Many political scientists have long described or assumed politicians as reelection-seekers (e.g., Mayhew, 1974; Fiorina, 1989; Arnold, 1990) and political parties as seeking control of government (Downs, 1957).  This electoral incentives assumption makes sense much of the time, and its use as a theoretical assumption may be justified to the extent that politicians will not be able to pursue whatever other goals they may have if they fail to get reelected. 

Consistent with the expectations of electoral incentives theory, Japanese politicians spend significant time and energy cultivating votes.  They create personal vote-mobilizing machines (koenkai) in their constituencies and spend ¥100 million (=US$1 million, $1= ¥100) a year per politician on salaries for their secretaries who maintain the machines (Hirose, 1989; Iseri, 1988; Ishikawa and Hirose, 1989).  In election years, they double the spending.  In exchange for votes, politicians engage in the provision to koenkai members of services such as assistance in marriage arrangements, school admissions, job placement, issuance of official permits, license applications, and dispute settlements (Fukui and Fukai, 1990).  The importance of reelection can also be inferred from the fact that many politicians have engaged in fund-raising activities of a legally dubious nature that, at worst, would risk the possibility of prosecution, as attested to by many money scandals in postwar Japan (see, e.g., Murobushi, 1981). 

When applied to the study of policy making, electoral incentives theory expects that politicians make policies that serve geographically concentrated or group-specific interests as they are elected from small districts, and therefore that their efforts to make policies serving broad and general interests (e.g., national interests) are likely to be frustrated more often than not (Mayhew, 1974).  In Japan, too, election-driven, particularistic politics is evidenced by a large number and volume of government programs and subsidies targeted at such constituent groups as farmers, small- and medium-sized businesses, industries, and local governments, as well as various tax breaks for them (e.g., Calder, 1988; Hirose, 1981; Kishiro, 1985; Nihon Keizai Shimbun-sha, 1983).

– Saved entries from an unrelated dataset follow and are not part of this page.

//! Fixed-size worker pool that hashes the same relative file under each root.
//!
//! Jobs are handed over a rendezvous channel, so `submit` blocks while every
//! worker is busy. Each job carries its own one-shot reply channel; results
//! are read back in submission order on the calling thread.

use anyhow::{Context, Result, anyhow};
use crossbeam_channel::{Receiver, Sender, TryRecvError, bounded};
use log::debug;
use std::collections::VecDeque;
use std::path::PathBuf;
use std::thread::{self, JoinHandle};

use crate::hasher;
use crate::utils::Cancel;

#[derive(Debug, Clone)]
pub struct HashJob {
    /// Path relative to the roots.
    pub name: PathBuf,
    /// The file under each root, in root order.
    pub paths: Vec<PathBuf>,
}

#[derive(Debug, Clone)]
pub struct HashResult {
    pub name: PathBuf,
    /// Digest per root, in the same order as `HashJob::paths`.
    pub digests: Vec<(PathBuf, Option<u64>)>,
}

type Envelope = (HashJob, Sender<HashResult>);

pub struct HashPool {
    jobs: Option<Sender<Envelope>>,
    pending: VecDeque<Receiver<HashResult>>,
    workers: Vec<JoinHandle<()>>,
}

impl HashPool {
    pub fn new(worker_count: usize, cancel: Cancel) -> Result<Self> {
        let (tx, rx) = bounded::<Envelope>(0);
        let mut workers = Vec::with_capacity(worker_count.max(1));

        for idx in 0..worker_count.max(1) {
            let rx = rx.clone();
            let cancel = cancel.clone();
            let handle = thread::Builder::new()
                .name(format!("hash-worker-{idx}"))
                .spawn(move || {
                    for (job, reply) in rx.iter() {
                        if cancel.is_cancelled() {
                            continue;
                        }
                        let digests = job
                            .paths
                            .into_iter()
                            .map(|path| {
                                let digest = hasher::compute(&path);
                                (path, digest)
                            })
                            .collect();
                        let _ = reply.send(HashResult {
                            name: job.name,
                            digests,
                        });
                    }
                })
                .context("Failed to spawn hash worker")?;
            workers.push(handle);
        }

        Ok(Self {
            jobs: Some(tx),
            pending: VecDeque::new(),
            workers,
        })
    }

    /// Queues a job, blocking until a worker is free to take it.
    pub fn submit(&mut self, job: HashJob) -> Result<()> {
        let (reply_tx, reply_rx) = bounded(1);
        self.jobs
            .as_ref()
            .ok_or_else(|| anyhow!("Hash pool already shut down"))?
            .send((job, reply_tx))
            .map_err(|_| anyhow!("Hash workers stopped unexpectedly"))?;
        self.pending.push_back(reply_rx);
        Ok(())
    }

    /// Results that are complete at the front of the queue, without blocking.
    pub fn ready(&mut self) -> Vec<HashResult> {
        let mut done = Vec::new();
        while let Some(front) = self.pending.front() {
            match front.try_recv() {
                Ok(result) => {
                    done.push(result);
                    self.pending.pop_front();
                }
                Err(TryRecvError::Disconnected) => {
                    self.pending.pop_front();
                }
                Err(TryRecvError::Empty) => break,
            }
        }
        done
    }

    /// Blocks until every submitted job has finished. Jobs dropped because of
    /// cancellation yield no result.
    pub fn wait(&mut self) -> Vec<HashResult> {
        let mut done = Vec::with_capacity(self.pending.len());
        while let Some(rx) = self.pending.pop_front() {
            if let Ok(result) = rx.recv() {
                done.push(result);
            }
        }
        done
    }

    pub fn pending(&self) -> usize {
        self.pending.len()
    }
}

impl Drop for HashPool {
    fn drop(&mut self) {
        self.jobs.take();
        for handle in self.workers.drain(..) {
            if handle.join().is_err() {
                debug!("Hash worker panicked");
            }
        }
    }
}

            However, although politicians attend to narrow interests much of the time, they sometimes manage to legislate policies that serve broad interests at the expense of particularistic interests (for such U.S. cases, see Kelman, 1988; Quirk, 1990) or electorally unpopular policies that can potentially damage their electoral prospects.  Politics in advanced as well as newly emerging democracies is replete with cases of politicians seeking electorally unpopular policies during economic hardships, including those designed to reduce budget deficits such as expenditure cuts, the termination of government programs, and tax increases, or combinations of all (for stabilization programs in new democracies, see Bresser Pereira, Maravall, Przeworski, 1993).  The downsizing of the welfare state currently underway in many advanced democracies typically requires politicians to make electorally difficult policy decisions.  Market deregulation and liberalization also sometimes entail transitional costs to the public and vested interests in the short run and may impair incumbent governments’ and politicians’ abilities to collect votes.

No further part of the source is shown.